Objectively, the sheer volume of young people in our world calls us to stand up and take notice of youth ministry as a global missiological challenge: By the year 2000, over half of our world will be under 25.3 Many of these will be in Africa, Asia, and Latin America, where some countries already have over 50 percent of their populations age 15.4
While the United States and the Western countries are "graying" (and youth ministry as a priority may be called into question), the non-Western world is getting younger and younger, presenting us with awesome challenges. John Allan of England writes, "The proportion of teenagers in the total population increases annually, and most of them are being born in places where the church is weakest."5
In short, youth represent the greatest challenge and the greatest resource facing the church worldwide toward the year 2000:
(1) the greatest challenge, because young people in our own country and all over the world are living in cultures, or social settings, or countries where the gospel has not penetrated.
(2) the greatest resource, because young people who respond to the love of Christ can be subsequently discipled and equipped to be part of the mobilized force who will complete the Great Commission of Jesus Christ.
In the history of modern missionary movements, young people have frequently been the catalysts. This fact was illustrated at Urbana ’90, where more than 12,000 students, most of whom represented the United States and Canada, gathered to be challenged regarding world evangelism. At the same time, several thousand gathered for Mexico ’90 in Mexico City to be challenged toward that same vision. Some 2,500 gathered in Nairobi in 1991, and 800 students met in 1988 in Sri Lanka to be similarly challenged, with more than 200 committing themselves to cross-cultural evangelism on the Indian subcontinent.6
To help us get a grasp of the worldwide challenge of youth ministry, consider two questions. The first provides a sense of the common struggles being faced by the church in reaching youth worldwide. The second aims to stir us to develop our global vision so that we can see where we fit into God’s global plan as it applies to youth ministry.

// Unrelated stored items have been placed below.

fn setup_smooth_scrolling(page: &Page) {
    let offset = page.config.smooth_scroll_offset;

    for link in query_all(&page.document, "a[href^=\"#\"]") {
        let document = page.document.clone();
        let menu = page.menu.clone();
        let is_nav_link = link.class_list().contains("nav-link");
        let href = link.get_attribute("href").unwrap_or_default();

        listen(&link, "click", move |event: Event| {
            let target = anchor_target(&href)
                .and_then(|id| document.get_element_by_id(id))
                .and_then(|target| target.dyn_into::<HtmlElement>().ok());

            if let Some(target) = target {
                event.prevent_default();
                let options = ScrollToOptions::new();
                options.set_top(scroll_destination(f64::from(target.offset_top()), offset));
                options.set_behavior(ScrollBehavior::Smooth);
                if let Some(win) = window() {
                    win.scroll_to_with_scroll_to_options(&options);
                }
            }

            if is_nav_link {
                if let Some(menu) = menu.as_ref() {
                    menu.update(MobileMenu::on_nav_link);
                }
            }
        });
    }
}
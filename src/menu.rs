//! Mobile menu open/closed state.

use log::debug;

#[derive(Clone, Debug)]
pub struct MobileMenu {
    open: bool,
    breakpoint: f64,
}

impl MobileMenu {
    pub fn new(breakpoint: f64) -> Self {
        Self {
            open: false,
            breakpoint,
        }
    }

    pub fn is_open(&self) -> bool {
        self.open
    }

    pub fn toggle(&mut self) -> bool {
        self.open = !self.open;
        debug!("mobile menu open = {}", self.open);
        self.open
    }

    /// Returns whether the menu was open. Closing a closed menu is a no-op.
    pub fn close(&mut self) -> bool {
        std::mem::replace(&mut self.open, false)
    }

    pub fn on_document_click(&mut self, inside_menu: bool) -> bool {
        !inside_menu && self.close()
    }

    pub fn on_key(&mut self, key: &str) -> bool {
        key == "Escape" && self.close()
    }

    pub fn on_resize(&mut self, viewport_width: f64) -> bool {
        viewport_width > self.breakpoint && self.close()
    }

    pub fn on_nav_link(&mut self) -> bool {
        self.close()
    }
}
#[cfg(test)]
mod tests {
    use super::*;

    const COMPLETE_PAGE: &str = r##"
        <html>
        <body data-nav-throttle-ms="40">
            <nav class="navbar">
                <ul class="nav-menu">
                    <li><a class="nav-link" href="#home">Home</a></li>
                    <li><a class="nav-link" href="#skills">Skills</a></li>
                    <li><a class="nav-link" href="#contact">Contact</a></li>
                </ul>
                <button class="theme-toggle"><i id="theme-icon" class="fas fa-moon"></i></button>
                <div class="hamburger"><span></span><span></span><span></span></div>
            </nav>
            <section id="home"><div class="scroll-indicator"></div></section>
            <section id="skills" class="skills">
                <div class="skill-item"><span>PCB Rework</span></div>
                <div class="skill-item"><span>Soldering</span></div>
                <div class="skill-progress" style="width: 90%"></div>
                <div class="skill-progress" style="color: red; WIDTH:75%;"></div>
            </section>
            <section id="contact">
                <div class="contact-form">
                    <form>
                        <input type="text">
                        <textarea></textarea>
                        <button type="submit">Send Message</button>
                    </form>
                </div>
            </section>
        </body>
        </html>
    "##;

    fn checks_for(html: &str) -> Vec<ContractCheck> {
        let document = Html::parse_document(html);
        let catalog = SkillCatalog::bundled().expect("bundled skills");
        check_document(&document, &catalog).expect("selectors parse")
    }

    fn find<'a>(checks: &'a [ContractCheck], name: &str) -> &'a ContractCheck {
        checks
            .iter()
            .find(|check| check.name == name)
            .unwrap_or_else(|| panic!("missing check {name}"))
    }

    #[test]
    fn complete_page_passes_every_check() {
        let checks = checks_for(COMPLETE_PAGE);

        assert!(checks.iter().all(|check| check.passed), "{checks:?}");
        assert_eq!(checks.iter().filter(|check| check.is_failure()).count(), 0);
    }

    #[test]
    fn missing_required_elements_fail() {
        let checks = checks_for(
            r#"<html><body><nav class="navbar"></nav><section id="home"></section></body></html>"#,
        );

        assert!(find(&checks, "element .navbar").passed);
        for css in [".theme-toggle", "#theme-icon", ".hamburger", ".nav-menu"] {
            assert!(find(&checks, &format!("element {css}")).is_failure());
        }
    }

    #[test]
    fn duplicate_section_ids_are_reported() {
        let checks = checks_for(
            r#"<html><body>
                <section id="about"></section>
                <section id="work"></section>
                <section id="about"></section>
            </body></html>"#,
        );

        let check = find(&checks, "unique section ids");
        assert!(check.is_failure());
        assert_eq!(check.offenders, vec!["about".to_string()]);
    }

    #[test]
    fn nav_links_must_point_at_existing_sections() {
        let checks = checks_for(
            r##"<html><body>
                <a class="nav-link" href="#home">Home</a>
                <a class="nav-link" href="#blog">Blog</a>
                <a class="nav-link" href="/resume.pdf">Resume</a>
                <a class="nav-link" href="#">Top</a>
                <section id="home"></section>
            </body></html>"##,
        );

        let check = find(&checks, "nav links target sections");
        assert_eq!(
            check.offenders,
            vec!["#blog".to_string(), "/resume.pdf".to_string(), "#".to_string()]
        );
    }

    #[test]
    fn skill_bars_without_inline_width_fail() {
        let checks = checks_for(
            r#"<html><body>
                <div class="skill-progress" style="width: 80%"></div>
                <div class="skill-progress"></div>
                <div class="skill-progress" style="height: 4px; width: "></div>
            </body></html>"#,
        );

        let check = find(&checks, "skill bars declare inline width");
        assert_eq!(
            check.offenders,
            vec![".skill-progress[1]".to_string(), ".skill-progress[2]".to_string()]
        );
    }

    #[test]
    fn unknown_skill_labels_are_advisory() {
        let checks = checks_for(
            r#"<html><body>
                <div class="skill-item"><span>Power BI</span></div>
                <div class="skill-item"><span>Juggling</span></div>
            </body></html>"#,
        );

        let check = find(&checks, "skill labels have descriptors");
        assert_eq!(check.severity, Severity::Advisory);
        assert!(!check.passed);
        assert!(!check.is_failure());
        assert_eq!(check.offenders, vec!["Juggling".to_string()]);
    }

    #[test]
    fn contact_form_without_submit_is_advisory() {
        let checks = checks_for(
            r#"<html><body><div class="contact-form"><form><input></form></div></body></html>"#,
        );

        assert!(find(&checks, "contact form").passed);
        let submit = find(&checks, "contact form submit button");
        assert!(!submit.passed);
        assert!(!submit.is_failure());
    }

    #[test]
    fn absent_contact_form_skips_submit_check() {
        let checks = checks_for("<html><body></body></html>");

        assert!(!find(&checks, "contact form").passed);
        assert!(checks
            .iter()
            .all(|check| check.name != "contact form submit button"));
        assert!(!find(&checks, "scroll indicator").passed);
    }

    #[test]
    fn inline_width_reads_case_insensitive_property() {
        let document = Html::parse_fragment(r#"<div style="color: red; WIDTH : 42% ;"></div>"#);
        let div = selector("div").expect("selector");
        let element = document.select(&div).next().expect("div");

        assert_eq!(inline_width(element), Some("42%".to_string()));
    }

    #[test]
    fn body_data_attributes_configure_the_page() {
        let document = Html::parse_document(COMPLETE_PAGE);
        let config = page_config(&document).expect("selector");

        assert_eq!(config.nav_throttle_ms, 40);
    }

    #[test]
    fn log_level_ordering_filters_debug() {
        assert!(LogLevel::Debug < LogLevel::Info);
        assert_eq!(LogLevel::Info.as_str(), "info");
    }
}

In 1988, Daniel Offer and his associates produced a book based on their study of adolescents in 10 countries, as diverse as the United States, Japan, Hungary, and Bangladesh. The book, The Teenage World,7 introduced a concept they called the "universal adolescent," a world of teenagers who were growing up having a similar "culture" that has been created by a variety of forces.
This "universal adolescent" concept had already been introduced in a brochure from Youth for Christ International, which outlined 12 common challenges facing "One Young Billion" teenagers worldwide.8
Both The Teenage World and the work of Youth for Christ International point to an ever-increasing commonality between youth and youth ministry challenges around the world. While the impact of and response to these challenges will vary widely according to cultures, the issues being addressed have common threads.
1. Youth ministry deals with young people who are media-influenced. Offer, et al., in The Teenage World write,
Todays’ teenagers share both a collective personality and a collective consciousness. They watch airplanes in the sky above them, listen to the radio, and watch a rocket launched on TV. They think of these as everyday events. A 14-year-old in Bangladesh may watch the same television program as a 14-year-old in West Germany, Israel, Japan, Turkey, or Taiwan. Media knows no borders; ideas and events are transmitted to all corners of the globe, defining what is new or desirable, and are assimilated by young minds.9
"Television," they write, "may be functioning ‘as a type of significant other’ on the global level."10 This is echoed in an article in Time entitled "The Leisure Empire." The article reports that as many as 70 percent of the songs played on Brazilian radio are in English, that American films captured 70 percent of the European movie income in 1990, and that entertainment is America’s second-biggest export."11
This means that leaders in youth ministry around the world reach out to youth who are formulating their views of life, values, and spiritual realities based on Western TV, music, and movies.12
Michael Keating considers the export of American youth culture to the rest of the world to be one of Satan’s greatest attacks on youth outreach worldwide. He writes,
I spoke recently with a young man from the South Pacific island group of Fiji. He told me that life there is not the same as it was a few short years ago. Fijian youth are increasingly rebellious and disrespectful to elders, the crime rate is soaring, the drug traffic booming.
Why the change? After all, Fiji is quite remote. Television programming has only recently arrived on the islands.
His answer: American music. It arrives there as soon as it arrives here, and it has captured the youth.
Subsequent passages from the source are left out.